# [DATASET RECORDS]
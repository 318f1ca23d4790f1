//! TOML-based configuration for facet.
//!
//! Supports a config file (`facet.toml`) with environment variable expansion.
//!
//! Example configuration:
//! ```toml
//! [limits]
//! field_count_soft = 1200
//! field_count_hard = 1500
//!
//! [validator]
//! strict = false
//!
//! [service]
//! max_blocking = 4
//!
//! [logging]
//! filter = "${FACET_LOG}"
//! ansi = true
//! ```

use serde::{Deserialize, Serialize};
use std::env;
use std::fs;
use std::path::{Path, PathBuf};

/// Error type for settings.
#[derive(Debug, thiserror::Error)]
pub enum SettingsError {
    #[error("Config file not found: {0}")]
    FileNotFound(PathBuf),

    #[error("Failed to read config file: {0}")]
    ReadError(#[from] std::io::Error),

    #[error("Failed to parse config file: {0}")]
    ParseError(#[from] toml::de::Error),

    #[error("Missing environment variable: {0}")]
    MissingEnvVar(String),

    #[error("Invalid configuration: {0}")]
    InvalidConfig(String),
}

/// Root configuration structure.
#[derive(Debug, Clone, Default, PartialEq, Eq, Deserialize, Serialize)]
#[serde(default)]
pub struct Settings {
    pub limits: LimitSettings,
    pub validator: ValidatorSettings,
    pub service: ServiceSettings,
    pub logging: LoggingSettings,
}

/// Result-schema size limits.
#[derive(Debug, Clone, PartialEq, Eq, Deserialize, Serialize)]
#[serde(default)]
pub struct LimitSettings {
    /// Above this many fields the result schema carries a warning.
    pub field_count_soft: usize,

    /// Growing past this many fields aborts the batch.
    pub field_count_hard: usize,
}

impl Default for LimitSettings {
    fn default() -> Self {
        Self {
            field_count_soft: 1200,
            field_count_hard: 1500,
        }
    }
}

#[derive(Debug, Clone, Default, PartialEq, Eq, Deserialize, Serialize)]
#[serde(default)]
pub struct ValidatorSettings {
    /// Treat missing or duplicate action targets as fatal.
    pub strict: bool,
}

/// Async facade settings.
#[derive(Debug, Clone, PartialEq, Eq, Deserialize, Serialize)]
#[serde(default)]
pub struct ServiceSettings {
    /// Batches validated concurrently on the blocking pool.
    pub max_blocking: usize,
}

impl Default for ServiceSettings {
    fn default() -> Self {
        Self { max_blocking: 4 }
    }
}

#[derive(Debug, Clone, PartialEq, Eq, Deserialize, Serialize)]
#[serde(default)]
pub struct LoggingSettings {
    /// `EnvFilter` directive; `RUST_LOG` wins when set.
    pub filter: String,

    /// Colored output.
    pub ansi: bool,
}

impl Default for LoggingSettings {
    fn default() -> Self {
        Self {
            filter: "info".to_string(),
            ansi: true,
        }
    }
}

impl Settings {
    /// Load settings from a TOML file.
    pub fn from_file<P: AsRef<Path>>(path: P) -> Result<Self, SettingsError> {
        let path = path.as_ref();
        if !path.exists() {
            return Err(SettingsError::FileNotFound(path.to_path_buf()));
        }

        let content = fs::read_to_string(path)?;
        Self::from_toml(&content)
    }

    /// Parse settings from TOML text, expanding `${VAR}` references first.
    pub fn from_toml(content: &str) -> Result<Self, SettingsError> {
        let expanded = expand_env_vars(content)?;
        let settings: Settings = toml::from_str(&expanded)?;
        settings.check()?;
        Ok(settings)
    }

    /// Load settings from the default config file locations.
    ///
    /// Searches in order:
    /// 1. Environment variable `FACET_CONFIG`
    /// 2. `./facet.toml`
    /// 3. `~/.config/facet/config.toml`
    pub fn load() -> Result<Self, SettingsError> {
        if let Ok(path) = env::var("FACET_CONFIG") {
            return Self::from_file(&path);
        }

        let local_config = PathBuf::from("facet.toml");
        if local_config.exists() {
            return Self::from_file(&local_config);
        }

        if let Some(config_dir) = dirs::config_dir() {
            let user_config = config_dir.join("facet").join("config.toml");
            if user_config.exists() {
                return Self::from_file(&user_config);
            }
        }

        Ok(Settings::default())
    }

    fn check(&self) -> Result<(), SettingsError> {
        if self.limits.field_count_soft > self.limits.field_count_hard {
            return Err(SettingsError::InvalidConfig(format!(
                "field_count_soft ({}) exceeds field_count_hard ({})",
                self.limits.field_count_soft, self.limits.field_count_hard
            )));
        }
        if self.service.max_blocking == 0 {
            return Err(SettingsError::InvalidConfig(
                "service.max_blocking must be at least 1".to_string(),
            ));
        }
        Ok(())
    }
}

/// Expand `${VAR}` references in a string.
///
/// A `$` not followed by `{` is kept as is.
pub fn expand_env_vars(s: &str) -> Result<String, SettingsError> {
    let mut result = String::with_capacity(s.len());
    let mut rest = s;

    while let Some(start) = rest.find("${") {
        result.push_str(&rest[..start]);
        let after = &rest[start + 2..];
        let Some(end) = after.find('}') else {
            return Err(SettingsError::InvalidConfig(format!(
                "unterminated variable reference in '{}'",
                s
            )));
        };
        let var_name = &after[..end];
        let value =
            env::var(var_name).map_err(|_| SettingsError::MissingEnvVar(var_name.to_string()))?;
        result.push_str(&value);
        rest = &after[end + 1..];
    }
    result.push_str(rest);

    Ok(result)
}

...

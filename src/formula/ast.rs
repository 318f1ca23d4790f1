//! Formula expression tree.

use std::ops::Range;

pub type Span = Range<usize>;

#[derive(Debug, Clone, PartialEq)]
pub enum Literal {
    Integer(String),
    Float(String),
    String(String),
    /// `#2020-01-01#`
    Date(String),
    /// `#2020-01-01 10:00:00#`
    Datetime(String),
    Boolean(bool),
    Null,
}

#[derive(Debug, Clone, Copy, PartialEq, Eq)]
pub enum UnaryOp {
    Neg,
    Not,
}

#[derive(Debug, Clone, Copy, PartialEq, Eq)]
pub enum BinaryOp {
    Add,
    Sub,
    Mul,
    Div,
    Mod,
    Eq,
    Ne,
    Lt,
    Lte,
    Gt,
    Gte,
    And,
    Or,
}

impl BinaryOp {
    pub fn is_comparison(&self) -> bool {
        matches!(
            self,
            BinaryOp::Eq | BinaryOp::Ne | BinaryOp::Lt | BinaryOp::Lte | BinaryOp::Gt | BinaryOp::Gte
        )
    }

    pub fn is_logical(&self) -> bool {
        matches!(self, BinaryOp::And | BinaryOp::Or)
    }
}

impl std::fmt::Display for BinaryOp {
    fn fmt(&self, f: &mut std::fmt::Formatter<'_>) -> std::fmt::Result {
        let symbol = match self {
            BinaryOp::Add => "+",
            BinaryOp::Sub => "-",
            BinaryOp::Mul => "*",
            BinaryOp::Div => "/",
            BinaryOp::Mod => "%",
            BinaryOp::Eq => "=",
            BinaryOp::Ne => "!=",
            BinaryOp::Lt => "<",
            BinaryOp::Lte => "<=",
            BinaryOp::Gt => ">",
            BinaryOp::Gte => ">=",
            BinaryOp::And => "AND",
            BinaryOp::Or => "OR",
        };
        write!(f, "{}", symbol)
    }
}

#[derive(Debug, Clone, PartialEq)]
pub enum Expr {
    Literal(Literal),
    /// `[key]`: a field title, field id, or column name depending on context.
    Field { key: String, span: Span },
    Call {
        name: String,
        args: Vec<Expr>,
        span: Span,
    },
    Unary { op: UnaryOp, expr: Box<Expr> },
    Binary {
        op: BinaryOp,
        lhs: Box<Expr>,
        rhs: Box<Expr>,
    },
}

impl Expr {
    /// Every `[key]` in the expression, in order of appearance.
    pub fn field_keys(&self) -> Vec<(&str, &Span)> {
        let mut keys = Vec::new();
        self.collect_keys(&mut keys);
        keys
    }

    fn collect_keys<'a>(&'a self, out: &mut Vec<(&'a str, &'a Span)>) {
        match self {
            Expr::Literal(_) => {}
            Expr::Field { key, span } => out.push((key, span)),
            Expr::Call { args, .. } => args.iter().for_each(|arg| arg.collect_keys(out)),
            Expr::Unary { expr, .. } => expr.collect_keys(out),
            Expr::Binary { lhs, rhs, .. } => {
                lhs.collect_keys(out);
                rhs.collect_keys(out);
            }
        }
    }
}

* * *

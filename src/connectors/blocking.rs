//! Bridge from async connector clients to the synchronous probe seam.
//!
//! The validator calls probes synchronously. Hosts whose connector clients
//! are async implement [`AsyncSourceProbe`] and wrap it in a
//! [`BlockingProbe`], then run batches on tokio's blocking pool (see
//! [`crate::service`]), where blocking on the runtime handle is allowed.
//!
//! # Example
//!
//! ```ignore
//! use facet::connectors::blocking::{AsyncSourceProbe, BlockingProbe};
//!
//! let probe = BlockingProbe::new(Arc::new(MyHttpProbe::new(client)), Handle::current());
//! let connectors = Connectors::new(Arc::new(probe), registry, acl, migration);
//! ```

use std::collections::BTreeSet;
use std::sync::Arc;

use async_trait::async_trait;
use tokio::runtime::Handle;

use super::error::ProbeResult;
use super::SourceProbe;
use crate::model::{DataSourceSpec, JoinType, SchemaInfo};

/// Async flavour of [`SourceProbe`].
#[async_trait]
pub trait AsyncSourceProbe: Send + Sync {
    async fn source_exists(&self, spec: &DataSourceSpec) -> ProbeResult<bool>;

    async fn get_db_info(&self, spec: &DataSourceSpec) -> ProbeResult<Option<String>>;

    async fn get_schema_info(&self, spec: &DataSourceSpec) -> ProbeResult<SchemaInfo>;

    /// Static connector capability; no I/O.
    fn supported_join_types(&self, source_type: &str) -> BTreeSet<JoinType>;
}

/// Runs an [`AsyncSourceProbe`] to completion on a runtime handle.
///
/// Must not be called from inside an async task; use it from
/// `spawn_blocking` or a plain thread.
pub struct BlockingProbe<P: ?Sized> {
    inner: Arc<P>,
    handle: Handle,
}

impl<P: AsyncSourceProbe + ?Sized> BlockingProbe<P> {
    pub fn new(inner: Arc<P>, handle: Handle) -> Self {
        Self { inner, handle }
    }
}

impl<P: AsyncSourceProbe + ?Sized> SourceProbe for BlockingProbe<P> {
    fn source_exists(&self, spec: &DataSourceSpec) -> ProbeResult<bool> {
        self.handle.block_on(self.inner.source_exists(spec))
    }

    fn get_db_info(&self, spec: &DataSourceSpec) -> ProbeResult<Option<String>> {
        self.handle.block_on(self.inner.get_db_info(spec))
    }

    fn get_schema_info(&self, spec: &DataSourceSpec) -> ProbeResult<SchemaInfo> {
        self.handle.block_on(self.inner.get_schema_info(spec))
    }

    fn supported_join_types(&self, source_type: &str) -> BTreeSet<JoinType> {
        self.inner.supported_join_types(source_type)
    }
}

# [TASK OBJECTIVE]
Would you print exactly and only the lines of the material above that run from the line with "let path = path.as_ref();" through the line with "pub fn load()", both included?

# [FINISHED TASK]
        let path = path.as_ref();
        if !path.exists() {
            return Err(SettingsError::FileNotFound(path.to_path_buf()));
        }

        let content = fs::read_to_string(path)?;
        Self::from_toml(&content)
    }

    /// Parse settings from TOML text, expanding `${VAR}` references first.
    pub fn from_toml(content: &str) -> Result<Self, SettingsError> {
        let expanded = expand_env_vars(content)?;
        let settings: Settings = toml::from_str(&expanded)?;
        settings.check()?;
        Ok(settings)
    }

    /// Load settings from the default config file locations.
    ///
    /// Searches in order:
    /// 1. Environment variable `FACET_CONFIG`
    /// 2. `./facet.toml`
    /// 3. `~/.config/facet/config.toml`
    pub fn load() -> Result<Self, SettingsError> {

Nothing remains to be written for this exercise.